New Zealand-born Australian fighter pilot (1927–1967)

Vance Drummond, (22 February 1927 – 17 May 1967) was a New Zealand–born Australian pilot who fought in the Korean and Vietnam Wars. He initially saw service in the New Zealand military, but joined the Royal Australian Air Force in 1949 and graduated as a sergeant pilot in 1951. Posted to No. 77 Squadron in Korea, he flew Gloster Meteor jet fighters and earned the US Air Medal for his combat skills. He was shot down by a Mikoyan-Gurevich MiG-15 in December 1951 and imprisoned for almost two years. After returning to Australia he converted to CAC Sabre jets and in December 1961 became a flight commander with No. 75 Squadron; he subsequently led the squadron's Black Diamonds aerobatic team, and was awarded the Air Force Cross in 1965.

Drummond was promoted to acting wing commander in December 1965 and posted to South Vietnam on staff duties with the United States Air Force. He joined the US Air Force's 19th Tactical Air Support Squadron, operating Cessna Bird Dog aircraft, as a forward air controller in July 1966. That month he earned the Distinguished Flying Cross for his part in rescuing a company of soldiers surrounded by Viet Cong forces. In October he was awarded the South Vietnamese Cross of Gallantry with Silver Star. Drummond took command of No. 3 Squadron, flying Dassault Mirage IIIO supersonic fighters out of Williamtown, New South Wales, in February 1967. His Mirage crashed into the sea during a training exercise on 17 May; neither Drummond nor the plane was found.

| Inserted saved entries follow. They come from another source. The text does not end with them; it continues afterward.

//! OpenAI-compatible chat-completions client.
//!
//! Both supported providers expose the same chat-completions wire format,
//! so a single client covers them; only the base URL, key and model differ.
//! Transient failures (rate limits, 5xx, network errors) are retried with a
//! fixed small budget before surfacing as an [`LlmError`].

use std::time::Duration;

use async_trait::async_trait;
use reqwest::Client;
use serde::{Deserialize, Serialize};

use crate::config::{LlmProviderKind, Settings};
use crate::error::LlmError;

/// HTTP timeout for a single model call.
const REQUEST_TIMEOUT: Duration = Duration::from_secs(120);

/// Fixed retry budget for transient failures.
const MAX_RETRIES: u32 = 5;

/// Base delay between retries; doubled on each attempt.
const RETRY_BASE_DELAY: Duration = Duration::from_millis(500);

/// A message in a conversation with an LLM.
#[derive(Debug, Clone, Serialize, Deserialize)]
pub struct Message {
    /// Role of the message sender (e.g., "system", "user", "assistant").
    pub role: String,
    /// Content of the message.
    pub content: String,
}

impl Message {
    /// Create a new system message.
    pub fn system(content: impl Into<String>) -> Self {
        Self {
            role: "system".to_string(),
            content: content.into(),
        }
    }

    /// Create a new user message.
    pub fn user(content: impl Into<String>) -> Self {
        Self {
            role: "user".to_string(),
            content: content.into(),
        }
    }

    /// Create a new assistant message.
    pub fn assistant(content: impl Into<String>) -> Self {
        Self {
            role: "assistant".to_string(),
            content: content.into(),
        }
    }
}

/// Request for text generation from an LLM.
#[derive(Debug, Clone, Serialize, Deserialize)]
pub struct GenerationRequest {
    /// Model identifier; empty means the client's configured default.
    pub model: String,
    /// Conversation messages.
    pub messages: Vec<Message>,
    /// Sampling temperature (0.0 - 2.0).
    #[serde(skip_serializing_if = "Option::is_none")]
    pub temperature: Option<f64>,
    /// Maximum number of tokens to generate.
    #[serde(skip_serializing_if = "Option::is_none")]
    pub max_tokens: Option<u32>,
}

impl GenerationRequest {
    /// Create a new generation request with default parameters.
    pub fn new(model: impl Into<String>, messages: Vec<Message>) -> Self {
        Self {
            model: model.into(),
            messages,
            temperature: None,
            max_tokens: None,
        }
    }

    /// Set the temperature for this request.
    pub fn with_temperature(mut self, temperature: f64) -> Self {
        self.temperature = Some(temperature);
        self
    }

    /// Set the max tokens for this request.
    pub fn with_max_tokens(mut self, max_tokens: u32) -> Self {
        self.max_tokens = Some(max_tokens);
        self
    }
}

/// Response from an LLM generation request.
#[derive(Debug, Clone, Serialize, Deserialize)]
pub struct GenerationResponse {
    /// Unique identifier for this response.
    pub id: String,
    /// Model that generated this response.
    pub model: String,
    /// Generated choices/completions.
    pub choices: Vec<Choice>,
    /// Token usage statistics.
    pub usage: Usage,
}

impl GenerationResponse {
    /// Get the content of the first choice, if available.
    pub fn first_content(&self) -> Option<&str> {
        self.choices.first().map(|c| c.message.content.as_str())
    }
}

/// A single generated choice from the LLM.
#[derive(Debug, Clone, Serialize, Deserialize)]
pub struct Choice {
    /// Index of this choice in the response.
    pub index: u32,
    /// Generated message.
    pub message: Message,
    /// Reason the generation stopped (e.g., "stop", "length").
    pub finish_reason: String,
}

/// Token usage statistics for a generation request.
#[derive(Debug, Clone, Default, Serialize, Deserialize)]
pub struct Usage {
    /// Number of tokens in the prompt.
    pub prompt_tokens: u32,
    /// Number of tokens generated.
    pub completion_tokens: u32,
    /// Total tokens used.
    pub total_tokens: u32,
}

/// Trait for LLM providers that can generate text.
#[async_trait]
pub trait LlmProvider: Send + Sync {
    /// Generate a response for the given request.
    async fn generate(&self, request: GenerationRequest) -> Result<GenerationResponse, LlmError>;
}

/// Chat-completions client configured for one provider.
pub struct ModelClient {
    /// Base URL for the API.
    api_base: String,
    /// API key for authentication.
    api_key: String,
    /// Default model to use for requests.
    default_model: String,
    /// Default sampling temperature applied when a request sets none.
    temperature: f64,
    /// HTTP client for making API requests.
    http_client: Client,
}

impl std::fmt::Debug for ModelClient {
    fn fmt(&self, f: &mut std::fmt::Formatter<'_>) -> std::fmt::Result {
        f.debug_struct("ModelClient")
            .field("api_base", &self.api_base)
            .field("default_model", &self.default_model)
            .field("temperature", &self.temperature)
            .finish_non_exhaustive()
    }
}

impl ModelClient {
    /// Create a client with explicit configuration.
    pub fn new(
        api_base: impl Into<String>,
        api_key: impl Into<String>,
        default_model: impl Into<String>,
        temperature: f64,
    ) -> Self {
        Self {
            api_base: api_base.into(),
            api_key: api_key.into(),
            default_model: default_model.into(),
            temperature,
            http_client: Client::builder()
                .timeout(REQUEST_TIMEOUT)
                .build()
                .expect("Failed to build HTTP client"),
        }
    }

    /// Create a client for the provider selected in settings.
    ///
    /// # Errors
    ///
    /// Returns `LlmError::MissingApiKey` naming the provider-specific
    /// environment variable when the key is absent.
    pub fn from_settings(settings: &Settings) -> Result<Self, LlmError> {
        let api_key = settings
            .current_api_key()
            .ok_or_else(|| LlmError::MissingApiKey(settings.llm_provider.api_key_var().to_string()))?
            .to_string();

        let api_base = match settings.llm_provider {
            LlmProviderKind::Gemini => {
                "https://generativelanguage.googleapis.com/v1beta/openai".to_string()
            }
            LlmProviderKind::OpenAi => "https://api.openai.com/v1".to_string(),
        };

        // Gemini model ids are configured with a provider prefix
        // ("gemini/gemini-2.5-flash"); the wire format wants the bare id.
        let model = settings
            .current_model()
            .rsplit('/')
            .next()
            .unwrap_or_default()
            .to_string();

        Ok(Self::new(api_base, api_key, model, settings.llm_temperature))
    }

    /// Get the API base URL.
    pub fn api_base(&self) -> &str {
        &self.api_base
    }

    /// Get the default model.
    pub fn default_model(&self) -> &str {
        &self.default_model
    }

    /// Performs a single HTTP round trip without retry handling.
    async fn request_once(&self, api_request: &ApiRequest) -> Result<GenerationResponse, LlmError> {
        let url = format!("{}/chat/completions", self.api_base);

        let http_response = self
            .http_client
            .post(&url)
            .header("Content-Type", "application/json")
            .header("Authorization", format!("Bearer {}", self.api_key))
            .json(api_request)
            .send()
            .await
            .map_err(|e| LlmError::RequestFailed(e.to_string()))?;

        let status = http_response.status();

        if !status.is_success() {
            let status_code = status.as_u16();
            let error_text = http_response
                .text()
                .await
                .unwrap_or_else(|_| "Failed to read error response".to_string());

            let message = serde_json::from_str::<ApiErrorResponse>(&error_text)
                .map(|e| e.error.message)
                .unwrap_or(error_text);

            if status_code == 429 {
                return Err(LlmError::RateLimited(message));
            }

            return Err(LlmError::ApiError {
                code: status_code,
                message,
            });
        }

        let api_response: ApiResponse = http_response
            .json()
            .await
            .map_err(|e| LlmError::ParseError(e.to_string()))?;

        Ok(api_response.into())
    }
}

/// Internal request structure for the chat-completions API.
#[derive(Debug, Serialize)]
struct ApiRequest {
    model: String,
    messages: Vec<Message>,
    #[serde(skip_serializing_if = "Option::is_none")]
    temperature: Option<f64>,
    #[serde(skip_serializing_if = "Option::is_none")]
    max_tokens: Option<u32>,
}

/// Internal response structure from the chat-completions API.
#[derive(Debug, Deserialize)]
struct ApiResponse {
    #[serde(default)]
    id: String,
    #[serde(default)]
    model: String,
    choices: Vec<ApiChoice>,
    #[serde(default)]
    usage: Usage,
}

#[derive(Debug, Deserialize)]
struct ApiChoice {
    #[serde(default)]
    index: u32,
    message: Message,
    #[serde(default)]
    finish_reason: String,
}

impl From<ApiResponse> for GenerationResponse {
    fn from(api: ApiResponse) -> Self {
        GenerationResponse {
            id: api.id,
            model: api.model,
            choices: api
                .choices
                .into_iter()
                .map(|c| Choice {
                    index: c.index,
                    message: c.message,
                    finish_reason: c.finish_reason,
                })
                .collect(),
            usage: api.usage,
        }
    }
}

/// Error response from the API.
#[derive(Debug, Deserialize)]
struct ApiErrorResponse {
    error: ApiErrorDetail,
}

#[derive(Debug, Deserialize)]
struct ApiErrorDetail {
    message: String,
}

/// Whether an error is worth retrying.
fn is_transient(error: &LlmError) -> bool {
    matches!(
        error,
        LlmError::RateLimited(_)
            | LlmError::RequestFailed(_)
            | LlmError::ApiError { code: 500..=599, .. }
    )
}

#[async_trait]
impl LlmProvider for ModelClient {
    async fn generate(&self, request: GenerationRequest) -> Result<GenerationResponse, LlmError> {
        let model = if request.model.is_empty() {
            self.default_model.clone()
        } else {
            request.model.clone()
        };

        let api_request = ApiRequest {
            model,
            messages: request.messages,
            temperature: request.temperature.or(Some(self.temperature)),
            max_tokens: request.max_tokens,
        };

        let mut last_error = None;
        for attempt in 0..MAX_RETRIES {
            match self.request_once(&api_request).await {
                Ok(response) => return Ok(response),
                Err(e) if is_transient(&e) => {
                    let delay = RETRY_BASE_DELAY * 2u32.saturating_pow(attempt);
                    tracing::warn!(
                        attempt = attempt + 1,
                        max_retries = MAX_RETRIES,
                        error = %e,
                        delay_ms = delay.as_millis() as u64,
                        "Model call failed, retrying"
                    );
                    last_error = Some(e);
                    tokio::time::sleep(delay).await;
                }
                Err(e) => return Err(e),
            }
        }

        Err(last_error.unwrap_or(LlmError::EmptyResponse))
    }
}

#[cfg(test)]
mod tests {
    use super::*;
    use crate::config::Settings;

    #[test]
    fn message_constructors_set_roles() {
        assert_eq!(Message::system("s").role, "system");
        assert_eq!(Message::user("u").role, "user");
        assert_eq!(Message::assistant("a").role, "assistant");
    }

    #[test]
    fn request_builder_sets_options() {
        let request = GenerationRequest::new("m", vec![Message::user("hi")])
            .with_temperature(0.3)
            .with_max_tokens(100);

        assert_eq!(request.model, "m");
        assert_eq!(request.temperature, Some(0.3));
        assert_eq!(request.max_tokens, Some(100));
    }

    #[test]
    fn from_settings_requires_api_key() {
        let settings = Settings::default();
        let result = ModelClient::from_settings(&settings);
        assert!(matches!(result, Err(LlmError::MissingApiKey(ref var)) if var == "GOOGLE_API_KEY"));
    }

    #[test]
    fn from_settings_strips_gemini_model_prefix() {
        let settings = Settings {
            google_api_key: Some("key".to_string()),
            ..Settings::default()
        };
        let client = ModelClient::from_settings(&settings).expect("client should build");
        assert_eq!(client.default_model(), "gemini-2.5-flash");
        assert!(client.api_base().contains("generativelanguage"));
    }

    #[test]
    fn first_content_returns_first_choice() {
        let response = GenerationResponse {
            id: "r1".to_string(),
            model: "m".to_string(),
            choices: vec![Choice {
                index: 0,
                message: Message::assistant("hello"),
                finish_reason: "stop".to_string(),
            }],
            usage: Usage::default(),
        };
        assert_eq!(response.first_content(), Some("hello"));
    }

    #[test]
    fn transient_errors_identified() {
        assert!(is_transient(&LlmError::RateLimited("slow down".into())));
        assert!(is_transient(&LlmError::RequestFailed("reset".into())));
        assert!(is_transient(&LlmError::ApiError {
            code: 503,
            message: "unavailable".into()
        }));
        assert!(!is_transient(&LlmError::ApiError {
            code: 401,
            message: "bad key".into()
        }));
        assert!(!is_transient(&LlmError::ParseError("bad json".into())));
    }
}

==Early life and New Zealand military service==
The third child of Leonard Henry Vance Drummond and his wife Dorothy Josephine May, née McKnight, Vance Drummond was born on 22 February 1927 in Hamilton, New Zealand. He had three brothers and two sisters. His education, in Hamilton and Te Awamutu, was cut short so he could farm with his father. Drummond enlisted in the Royal New Zealand Air Force (RNZAF) in May 1944 and trained as a navigator; he graduated in September 1945 and was discharged with the rank of sergeant in October. He joined the New Zealand Military Forces in March 1946 and by July was serving with J Force, New Zealand's contribution to the British Commonwealth Occupation Force in Japan.

Returning to New Zealand in October 1948, Drummond tried to transfer to the RNZAF as a trainee pilot but was considered too old; he successfully applied to the Royal Australian Air Force (RAAF) and enlisted in August 1949. His brother Frederick Agnew Vance Drummond (1921–1941) had died on active service with the RAAF during World War II.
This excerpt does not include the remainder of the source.